EXERCISE BRIEF >> Wherever "LoadingStatus" occurs in the entries, copy the line that holds it.

Source records
══════════════════════════════

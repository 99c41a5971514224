//! 生成阶段的模拟进度
//!
//! 进度条与真实完成度无关，只是在请求未返回前平滑地推进到 95%，
//! 请求返回后由调用方 [`ProgressEstimator::finish`] 拉满到 100%。
//! 预计剩余时间按秒倒数，跌破零后显示 "Finishing up..."。

use crate::infrastructure::scheduler::{spawn_interval, TaskHandle};
use crate::utils::format_mm_ss;
use std::ops::ControlFlow;
use std::sync::Arc;
use std::time::Duration;
use tokio::sync::watch;

/// 请求返回前进度的上限（百分比）
pub const PROGRESS_CAP: f64 = 95.0;

/// 预计剩余时间的显示
#[derive(Debug, Clone, Copy, PartialEq, Eq)]
pub enum Countdown {
    Remaining(u64),
    FinishingUp,
}

impl std::fmt::Display for Countdown {
    fn fmt(&self, f: &mut std::fmt::Formatter<'_>) -> std::fmt::Result {
        match self {
            Countdown::Remaining(secs) => {
                write!(f, "Estimated Time Remaining: {}", format_mm_ss(*secs))
            }
            Countdown::FinishingUp => write!(f, "Finishing up..."),
        }
    }
}

/// 加载界面的状态快照
#[derive(Debug, Clone, PartialEq)]
pub struct LoadingStatus {
    pub caption: String,
    /// 0.0 ~ 100.0
    pub progress: f64,
    pub countdown: Countdown,
    pub active: bool,
}

impl Default for LoadingStatus {
    fn default() -> Self {
        Self {
            caption: String::new(),
            progress: 0.0,
            countdown: Countdown::Remaining(0),
            active: false,
        }
    }
}

/// 预估总耗时：条目数 × 每条耗时
pub fn estimate_total_secs(items: usize, seconds_per_item: u64) -> u64 {
    (items as u64).saturating_mul(seconds_per_item)
}

/// 模拟进度
///
/// 进度条和倒计时是两个独立的调度，总是一起取消
#[derive(Debug)]
pub struct ProgressEstimator {
    status: Arc<watch::Sender<LoadingStatus>>,
    bar: TaskHandle,
    countdown: TaskHandle,
}

impl ProgressEstimator {
    pub fn start(
        status: Arc<watch::Sender<LoadingStatus>>,
        caption: impl Into<String>,
        estimated_total_secs: u64,
        tick: Duration,
    ) -> Self {
        status.send_replace(LoadingStatus {
            caption: caption.into(),
            progress: 0.0,
            countdown: Countdown::Remaining(estimated_total_secs),
            active: true,
        });

        let tick_ms = tick.as_millis().max(1) as u64;
        let total_intervals = (estimated_total_secs.saturating_mul(1000) / tick_ms).max(1);
        let bar_status = status.clone();
        let mut current = 0u64;
        let bar = spawn_interval(tick, move || {
            if current >= total_intervals {
                return ControlFlow::Break(());
            }
            current += 1;
            let progress = current as f64 / total_intervals as f64 * PROGRESS_CAP;
            bar_status.send_modify(|s| s.progress = progress);
            ControlFlow::Continue(())
        });

        let countdown_status = status.clone();
        let mut remaining = i64::try_from(estimated_total_secs).unwrap_or(i64::MAX);
        let countdown = spawn_interval(Duration::from_secs(1), move || {
            remaining -= 1;
            if remaining >= 0 {
                countdown_status
                    .send_modify(|s| s.countdown = Countdown::Remaining(remaining as u64));
                ControlFlow::Continue(())
            } else {
                countdown_status.send_modify(|s| s.countdown = Countdown::FinishingUp);
                ControlFlow::Break(())
            }
        });

        Self {
            status,
            bar,
            countdown,
        }
    }

    pub fn snapshot(&self) -> LoadingStatus {
        self.status.borrow().clone()
    }

    pub fn is_running(&self) -> bool {
        self.bar.is_active() || self.countdown.is_active()
    }

    /// 请求完成：取消调度并拉满进度
    pub fn finish(&mut self) {
        self.stop_schedules();
        self.status.send_modify(|s| {
            s.progress = 100.0;
            s.active = false;
        });
    }

    /// 中止：取消调度，进度保持当前值
    pub fn cancel(&mut self) {
        self.stop_schedules();
        self.status.send_modify(|s| s.active = false);
    }

    fn stop_schedules(&mut self) {
        self.bar.cancel();
        self.countdown.cancel();
    }
}

#[cfg(test)]
mod tests {
    use super::*;
    use tokio::time::sleep;

    fn channel() -> Arc<watch::Sender<LoadingStatus>> {
        Arc::new(watch::channel(LoadingStatus::default()).0)
    }

    #[tokio::test(start_paused = true)]
    async fn test_progress_approaches_cap_without_exceeding() {
        let status = channel();
        let estimator = ProgressEstimator::start(
            status.clone(),
            "Building Mock Test...",
            2,
            Duration::from_millis(100),
        );

        sleep(Duration::from_millis(1_050)).await;
        let snap = estimator.snapshot();
        assert_eq!(snap.progress, 47.5);
        assert_eq!(snap.countdown, Countdown::Remaining(1));
        assert!(snap.active);

        sleep(Duration::from_secs(5)).await;
        let snap = estimator.snapshot();
        assert_eq!(snap.progress, PROGRESS_CAP);
        assert_eq!(snap.countdown, Countdown::FinishingUp);
        assert!(!estimator.is_running());
    }

    #[tokio::test(start_paused = true)]
    async fn test_finish_snaps_to_full_and_cancels() {
        let status = channel();
        let mut rx = status.subscribe();
        let mut estimator =
            ProgressEstimator::start(status.clone(), "Generating", 40, Duration::from_millis(100));
        sleep(Duration::from_millis(550)).await;
        assert!(estimator.snapshot().progress < PROGRESS_CAP);

        estimator.finish();
        let snap = rx.borrow_and_update().clone();
        assert_eq!(snap.progress, 100.0);
        assert!(!snap.active);

        sleep(Duration::from_secs(2)).await;
        assert_eq!(estimator.snapshot().progress, 100.0);
        assert_eq!(estimator.snapshot().countdown, Countdown::Remaining(40));
        assert!(!estimator.is_running());

        // 完成后再次取消是空操作
        estimator.cancel();
        estimator.finish();
        assert_eq!(estimator.snapshot().progress, 100.0);
    }

    #[tokio::test(start_paused = true)]
    async fn test_cancel_keeps_partial_progress() {
        let status = channel();
        let mut estimator =
            ProgressEstimator::start(status, "Generating", 10, Duration::from_millis(100));
        sleep(Duration::from_millis(1_050)).await;
        estimator.cancel();
        let frozen = estimator.snapshot();
        assert!(frozen.progress > 0.0 && frozen.progress < PROGRESS_CAP);
        assert!(!frozen.active);

        sleep(Duration::from_secs(3)).await;
        assert_eq!(estimator.snapshot(), frozen);
    }

    #[test]
    fn test_countdown_labels() {
        assert_eq!(
            Countdown::Remaining(75).to_string(),
            "Estimated Time Remaining: 01:15"
        );
        assert_eq!(Countdown::FinishingUp.to_string(), "Finishing up...");
        assert_eq!(estimate_total_secs(10, 4), 40);
    }
}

══════════════════════════════

RESPONSE FOR THIS EXERCISE >>
pub struct LoadingStatus {
impl Default for LoadingStatus {
    status: Arc<watch::Sender<LoadingStatus>>,
        status: Arc<watch::Sender<LoadingStatus>>,
        status.send_replace(LoadingStatus {
    pub fn snapshot(&self) -> LoadingStatus {
    fn channel() -> Arc<watch::Sender<LoadingStatus>> {
        Arc::new(watch::channel(LoadingStatus::default()).0)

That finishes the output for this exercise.